I learned today that I've been listed as one of Roost’s 50 RE people you should follow on Twitter. No, I'm not a real estate agent. Yet I'm on the list, and it's not on accident, I've been assured.

My involvement with the real estate industry is two fold. First, I've been fortunate enough to have been asked to speak twice now at the National Association of Realtors® national convention. The topics I speak about to their members are the same topics I cover here -- doing business in the digital world. My first talk from 2008 -- New Media Business Strategies for Real Estate Professionals -- is up at SlideShare. It's my goal to create a slide case out of this year's talk -- Digitally Expose Yourself: Building Your Web Presence -- but I haven't made it that far. It's on the list!

My second connection comes from the friends I've made here in the Phoenix area who are involved in real estate. Phoenix has been blessed - or plagued -- with some of the most prolific social media-aware RE folks in the country, and I'm proud to count many of them as my friends. They've even been so kind as to keep inviting me to talk at RE BarCamp Phoenix, which I'm happy and excited to do.

There's a lesson here. There are communities everywhere you look. If you can add value to that community with your knowledge, presence and involvement, do it. The RE community is rather tight-nit. I've received so many referrals -- and not just from my friends -- to do work that I've had to turn many away. That's a good problem to have.

So if you're lightly involved with a community, consider shoring up that relationship.
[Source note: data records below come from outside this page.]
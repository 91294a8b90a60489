use chrono::{DateTime, Utc};
use rusqlite::Row;

use crate::domain::{Feed, FeedWithOwner};
use crate::errors::{GatorError, GatorResult};
use crate::storage::sqlite::connection::{is_unique_violation, sql_timestamp};
use crate::storage::sqlite::SqliteStorage;
use crate::storage::traits::FeedRepository;

const FEED_COLUMNS: &str =
    "f.id, f.name, f.url, f.user_id, f.created_at, f.updated_at, f.last_fetched_at";

pub struct SqliteFeedRepository {
    storage: SqliteStorage,
}

impl SqliteFeedRepository {
    pub fn new(storage: SqliteStorage) -> Self {
        Self { storage }
    }

    fn find_one(&self, filter: &str, param: &dyn rusqlite::ToSql) -> GatorResult<Option<Feed>> {
        let conn = self.storage.connection()?;
        let query = format!("SELECT {} FROM feeds f WHERE {}", FEED_COLUMNS, filter);

        let feed = conn.query_row(&query, [param], feed_from_row);

        match feed {
            Ok(f) => Ok(Some(f)),
            Err(rusqlite::Error::QueryReturnedNoRows) => Ok(None),
            Err(e) => Err(GatorError::from(e)),
        }
    }
}

fn feed_from_row(row: &Row<'_>) -> rusqlite::Result<Feed> {
    Ok(Feed {
        id: Some(row.get(0)?),
        name: row.get(1)?,
        url: row.get(2)?,
        user_id: row.get(3)?,
        created_at: row.get(4)?,
        updated_at: row.get(5)?,
        last_fetched_at: row.get(6)?,
    })
}

impl FeedRepository for SqliteFeedRepository {
    fn add(&self, feed: &Feed) -> GatorResult<i64> {
        let conn = self.storage.connection()?;
        let stamp = sql_timestamp(&Utc::now());

        let inserted = conn.execute(
            "INSERT INTO feeds (name, url, user_id, created_at, updated_at) VALUES (?1, ?2, ?3, ?4, ?5)",
            (&feed.name, &feed.url, feed.user_id, &stamp, &stamp),
        );

        match inserted {
            Ok(_) => Ok(conn.last_insert_rowid()),
            Err(e) if is_unique_violation(&e) => {
                Err(GatorError::FeedAlreadyExists(feed.url.clone()))
            }
            Err(e) => Err(GatorError::from(e)),
        }
    }

    fn get_by_id(&self, id: i64) -> GatorResult<Option<Feed>> {
        self.find_one("f.id = ?1", &id)
    }

    fn get_by_url(&self, url: &str) -> GatorResult<Option<Feed>> {
        self.find_one("f.url = ?1", &url)
    }

    fn get_all_with_owners(&self) -> GatorResult<Vec<FeedWithOwner>> {
        let conn = self.storage.connection()?;
        let query = format!(
            "SELECT {}, u.name FROM feeds f JOIN users u ON u.id = f.user_id ORDER BY f.id",
            FEED_COLUMNS
        );
        let mut stmt = conn.prepare(&query)?;

        let feeds = stmt.query_map([], |row| {
            Ok(FeedWithOwner {
                feed: feed_from_row(row)?,
                owner_name: row.get(7)?,
            })
        })?;

        feeds.collect::<Result<Vec<_>, _>>().map_err(GatorError::from)
    }

    fn next_to_fetch(&self) -> GatorResult<Option<Feed>> {
        let conn = self.storage.connection()?;
        let query = format!(
            "SELECT {} FROM feeds f ORDER BY f.last_fetched_at ASC NULLS FIRST, f.id ASC LIMIT 1",
            FEED_COLUMNS
        );

        match conn.query_row(&query, [], feed_from_row) {
            Ok(feed) => {
                tracing::debug!(feed_id = ?feed.id, url = %feed.url, "Selected next feed to fetch");
                Ok(Some(feed))
            }
            Err(rusqlite::Error::QueryReturnedNoRows) => Ok(None),
            Err(e) => Err(GatorError::from(e)),
        }
    }

    fn mark_fetched(&self, feed_id: i64, at: DateTime<Utc>) -> GatorResult<()> {
        let conn = self.storage.connection()?;
        let stamp = sql_timestamp(&at);

        let updated = conn.execute(
            "UPDATE feeds SET last_fetched_at = ?2, updated_at = ?2
             WHERE id = ?1 AND (last_fetched_at IS NULL OR last_fetched_at <= ?2)",
            (feed_id, &stamp),
        )?;

        if updated == 0 {
            let exists: bool = conn.query_row(
                "SELECT EXISTS(SELECT 1 FROM feeds WHERE id = ?1)",
                [feed_id],
                |row| row.get(0),
            )?;
            if !exists {
                return Err(GatorError::FeedNotFound(feed_id.to_string()));
            }
            tracing::debug!(feed_id, "Ignoring fetch mark older than the recorded one");
        }

        Ok(())
    }
}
No, don't show up at meetings passing around business cards and stories of what a great expert you are and how much they need you. Show up at meetings, make friends, join conversations, add value and get involved. Then you'll be showing them what a great expert you are, and they'll quickly realize how much they need you.

Sunday, December 6, 2009

Don't scare off the new people

NORMANDY, UNITED KINGDOM - AUGUST 08:  A publi...
Image by Getty Images via Daylife
There are only two types of "visitors" to your website, blog, profile, or account page1: Those who've never seen any of your stuff before, and everyone else. Converting the new visitor to a repeat visitor is a key goal for anyone in business. The definition of conversion varies, and we'll get deeper into that in the coming posts. But a high-level goal should be moving that new person into the "everyone else" column.
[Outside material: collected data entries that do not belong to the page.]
use std::sync::atomic::{AtomicBool, Ordering};
use std::sync::mpsc::{self, RecvTimeoutError};
use std::sync::Arc;
use std::thread;
use std::time::Duration;

use reqwest::blocking::Client;
use thiserror::Error;

use crate::feed::document::FeedDocument;
use crate::feed::parser::{parse_document, ParseError};

/// Sent as the `User-Agent` header on every feed request.
pub const USER_AGENT: &str = "gator";

/// Same as reqwest's blocking client default.
pub const DEFAULT_FETCH_TIMEOUT: Duration = Duration::from_secs(30);

/// How often an in-flight fetch looks at its cancel token.
const CANCEL_POLL_INTERVAL: Duration = Duration::from_millis(50);

#[derive(Error, Debug)]
pub enum FetchError {
    #[error("failed to send request: {0}")]
    Request(#[source] reqwest::Error),

    #[error("request timed out after {0:?}")]
    Timeout(Duration),

    #[error("fetch cancelled")]
    Cancelled,

    #[error("response failed with status code: {0}")]
    Status(u16),

    #[error("fetch worker stopped without a response")]
    WorkerLost,

    #[error(transparent)]
    Parse(#[from] ParseError),
}

/// Shared flag a caller flips to abandon in-flight fetches.
#[derive(Debug, Clone, Default)]
pub struct CancelToken(Arc<AtomicBool>);

impl CancelToken {
    pub fn new() -> Self {
        Self::default()
    }

    pub fn cancel(&self) {
        self.0.store(true, Ordering::SeqCst);
    }

    pub fn is_cancelled(&self) -> bool {
        self.0.load(Ordering::SeqCst)
    }
}

/// Bounds a single fetch: how long it may take and whether the caller
/// still wants the result. A cancel is noticed within
/// `CANCEL_POLL_INTERVAL`, even while the request is in flight; the
/// abandoned request runs on until its timeout.
#[derive(Debug, Clone)]
pub struct FetchContext {
    timeout: Duration,
    cancel: CancelToken,
}

impl FetchContext {
    pub fn new(timeout: Duration) -> Self {
        Self {
            timeout,
            cancel: CancelToken::new(),
        }
    }

    pub fn with_cancel_token(mut self, cancel: CancelToken) -> Self {
        self.cancel = cancel;
        self
    }

    pub fn timeout(&self) -> Duration {
        self.timeout
    }

    pub fn cancel_token(&self) -> &CancelToken {
        &self.cancel
    }

    pub fn is_cancelled(&self) -> bool {
        self.cancel.is_cancelled()
    }
}

impl Default for FetchContext {
    fn default() -> Self {
        Self::new(DEFAULT_FETCH_TIMEOUT)
    }
}

#[cfg_attr(test, mockall::automock)]
pub trait FeedFetcher: Send + Sync {
    /// Retrieve and parse the feed at `url`. Has no side effects, so a
    /// failed fetch can simply be tried again later.
    fn fetch(&self, url: &str, ctx: &FetchContext) -> Result<FeedDocument, FetchError>;
}

pub struct HttpFeedFetcher {
    client: Client,
}

impl HttpFeedFetcher {
    pub fn new() -> Self {
        Self {
            client: Client::builder()
                .user_agent(USER_AGENT)
                .build()
                .unwrap_or_else(|_| Client::new()),
        }
    }

    fn request_error(err: reqwest::Error, timeout: Duration) -> FetchError {
        if err.is_timeout() {
            FetchError::Timeout(timeout)
        } else {
            FetchError::Request(err)
        }
    }

    fn download(client: &Client, url: &str, timeout: Duration) -> Result<Vec<u8>, FetchError> {
        let response = client
            .get(url)
            .timeout(timeout)
            .send()
            .map_err(|e| Self::request_error(e, timeout))?;

        let status = response.status().as_u16();
        if status >= 300 {
            return Err(FetchError::Status(status));
        }

        let body = response
            .bytes()
            .map_err(|e| Self::request_error(e, timeout))?;
        Ok(body.to_vec())
    }
}

impl Default for HttpFeedFetcher {
    fn default() -> Self {
        Self::new()
    }
}

impl FeedFetcher for HttpFeedFetcher {
    fn fetch(&self, url: &str, ctx: &FetchContext) -> Result<FeedDocument, FetchError> {
        if ctx.is_cancelled() {
            return Err(FetchError::Cancelled);
        }

        let (tx, rx) = mpsc::channel();
        let client = self.client.clone();
        let target = url.to_string();
        let timeout = ctx.timeout();
        thread::spawn(move || {
            // The receiver is gone if the fetch was cancelled meanwhile.
            let _ = tx.send(Self::download(&client, &target, timeout));
        });

        let body = loop {
            match rx.recv_timeout(CANCEL_POLL_INTERVAL) {
                Ok(result) => break result?,
                Err(RecvTimeoutError::Timeout) if ctx.is_cancelled() => {
                    return Err(FetchError::Cancelled);
                }
                Err(RecvTimeoutError::Timeout) => {}
                Err(RecvTimeoutError::Disconnected) => return Err(FetchError::WorkerLost),
            }
        };

        if ctx.is_cancelled() {
            return Err(FetchError::Cancelled);
        }

        Ok(parse_document(&body)?)
    }
}
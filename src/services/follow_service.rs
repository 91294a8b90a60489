use crate::domain::{Feed, FeedFollow, User};
use crate::errors::{GatorError, GatorResult};
use crate::storage::traits::{FeedRepository, FollowRepository};

pub struct FollowService<R: FeedRepository, W: FollowRepository> {
    feeds: R,
    repository: W,
}

impl<R: FeedRepository, W: FollowRepository> FollowService<R, W> {
    pub fn new(feeds: R, repository: W) -> Self {
        Self { feeds, repository }
    }

    pub fn follow(&self, user: &User, url: &str) -> GatorResult<FeedFollow> {
        let feed = self.find_feed(url)?;
        self.repository
            .follow(user.id, feed_id(&feed)?)
            .map_err(|e| match e {
                GatorError::AlreadyFollowing(_) => GatorError::AlreadyFollowing(feed.name.clone()),
                other => other,
            })
    }

    pub fn following(&self, user: &User) -> GatorResult<Vec<FeedFollow>> {
        self.repository.following(user.id)
    }

    /// Stop following the feed at `url`, returning it
    pub fn unfollow(&self, user: &User, url: &str) -> GatorResult<Feed> {
        let feed = self.find_feed(url)?;

        if !self.repository.unfollow(user.id, feed_id(&feed)?)? {
            return Err(GatorError::InvalidInput(format!("Not following {}", feed.name)));
        }

        Ok(feed)
    }

    fn find_feed(&self, url: &str) -> GatorResult<Feed> {
        self.feeds
            .get_by_url(url.trim())?
            .ok_or_else(|| GatorError::FeedNotFound(url.to_string()))
    }
}

fn feed_id(feed: &Feed) -> GatorResult<i64> {
    feed.id
        .ok_or_else(|| GatorError::FeedNotFound("Feed has no ID".to_string()))
}

#[cfg(test)]
mod tests {
    use super::*;
    use crate::storage::sqlite::{
        SqliteFeedRepository, SqliteFollowRepository, SqliteStorage, SqliteUserRepository,
    };
    use crate::storage::traits::UserRepository;

    const URL: &str = "https://blog.boot.dev/index.xml";

    fn setup() -> (FollowService<SqliteFeedRepository, SqliteFollowRepository>, User, User) {
        let storage = SqliteStorage::in_memory().unwrap();
        let users = SqliteUserRepository::new(storage.clone());
        let owner = users.create("kahya").unwrap();
        let reader = users.create("holgith").unwrap();

        let feeds = SqliteFeedRepository::new(storage.clone());
        feeds
            .add(&Feed::new("Boot.dev Blog".to_string(), URL.to_string(), owner.id))
            .unwrap();

        let service = FollowService::new(feeds, SqliteFollowRepository::new(storage));
        (service, owner, reader)
    }

    #[test]
    fn test_follow_and_list() {
        let (service, _, reader) = setup();

        let follow = service.follow(&reader, URL).unwrap();
        assert_eq!(follow.feed_name, "Boot.dev Blog");
        assert_eq!(follow.user_name, "holgith");

        let following = service.following(&reader).unwrap();
        assert_eq!(following.len(), 1);
    }

    #[test]
    fn test_follow_twice_names_feed() {
        let (service, _, reader) = setup();
        service.follow(&reader, URL).unwrap();

        match service.follow(&reader, URL) {
            Err(GatorError::AlreadyFollowing(name)) => assert_eq!(name, "Boot.dev Blog"),
            other => panic!("unexpected result: {:?}", other),
        }
    }

    #[test]
    fn test_follow_unknown_feed() {
        let (service, _, reader) = setup();
        let result = service.follow(&reader, "https://nowhere.example.com/rss");
        assert!(matches!(result, Err(GatorError::FeedNotFound(_))));
    }

    #[test]
    fn test_unfollow() {
        let (service, _, reader) = setup();
        service.follow(&reader, URL).unwrap();

        let feed = service.unfollow(&reader, URL).unwrap();
        assert_eq!(feed.name, "Boot.dev Blog");
        assert!(service.following(&reader).unwrap().is_empty());

        assert!(matches!(
            service.unfollow(&reader, URL),
            Err(GatorError::InvalidInput(_))
        ));
    }
}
First impressions mean everything to this group. They will be making snap decisions about you based on your most recent post on your blog, update to Facebook, image on Flickr, tweet via Twitter, video on YouTube, episode of your podcast, or whatever action you do on whatever platform you're doing it from.

Your most recent update should always be your best.
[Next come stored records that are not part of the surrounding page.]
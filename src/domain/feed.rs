use chrono::{DateTime, Utc};
use serde::{Deserialize, Serialize};

#[derive(Debug, Clone, PartialEq, Eq, Serialize, Deserialize)]
pub struct Feed {
    pub id: Option<i64>,
    pub name: String,
    pub url: String,
    pub user_id: i64,
    pub created_at: Option<DateTime<Utc>>,
    pub updated_at: Option<DateTime<Utc>>,
    /// `None` until the first fetch; never-fetched feeds are polled first.
    pub last_fetched_at: Option<DateTime<Utc>>,
}

impl Feed {
    pub fn new(name: String, url: String, user_id: i64) -> Self {
        Self {
            id: None,
            name,
            url,
            user_id,
            created_at: None,
            updated_at: None,
            last_fetched_at: None,
        }
    }
}

/// A feed joined with the name of the user who added it.
#[derive(Debug, Clone, PartialEq, Eq)]
pub struct FeedWithOwner {
    pub feed: Feed,
    pub owner_name: String,
}

#[derive(Debug, Clone, PartialEq, Eq)]
pub struct FeedFollow {
    pub id: i64,
    pub user_id: i64,
    pub feed_id: i64,
    pub user_name: String,
    pub feed_name: String,
    pub created_at: DateTime<Utc>,
}
mod connection;
mod feed_repository;
mod follow_repository;
mod post_repository;
mod user_repository;

pub use connection::SqliteStorage;
pub use feed_repository::SqliteFeedRepository;
pub use follow_repository::SqliteFollowRepository;
pub use post_repository::SqlitePostRepository;
pub use user_repository::SqliteUserRepository;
It should also be indicative of the kinds of things you want to be known for on that platform. That makes it hard to post anything other than that which you want to be known for. And that makes for a boring, monolithic platform.

The fix is easy. Though it's easier on some platforms than others. In fact, I've done it with this blog post. It's not the most recent post I've made, though new folks would never known it.2 I back-dated the post I wanted to make so that it showed up below this post and deeper in the RSS feed. The "everyone else" I mentioned before are probably getting this via RSS or email, so they won't miss it. Those that are more casual checkers may miss it, but so what? It's not like the post was all that critical. This one is the important one.

Not all platforms will let you do that. So that last tweet is what people who hit your Twitter page will see. You can't back-date on Facebook or Flickr either. So it's a good idea to hold some gems in reserve. Then you can post that whimsical update followed quickly by something of more value to the new person.

Or... you could recognize that personal branding is pretty fractured, and you don't have to be the same thing in all places. You never want to stop being a human, and if cutting up in public is part of who you are -- it's sure as heck who I am -- then do it and don't worry about it. I do it just about everywhere else but here (as of late).

But even still, I think I could do a better job of putting my best foot forward on platforms other than this. Now to determine if I care or not. Do you?



1 - This assumes they come in through your front door, as if someone told them to check you out online. Searchers are a totally different breed, as Google cares little for taking people to your home page and instead wants to take them straight to the content they want. More on this in the future.

2 - Well, they wouldn't have known if I didn't spill the beans with this post!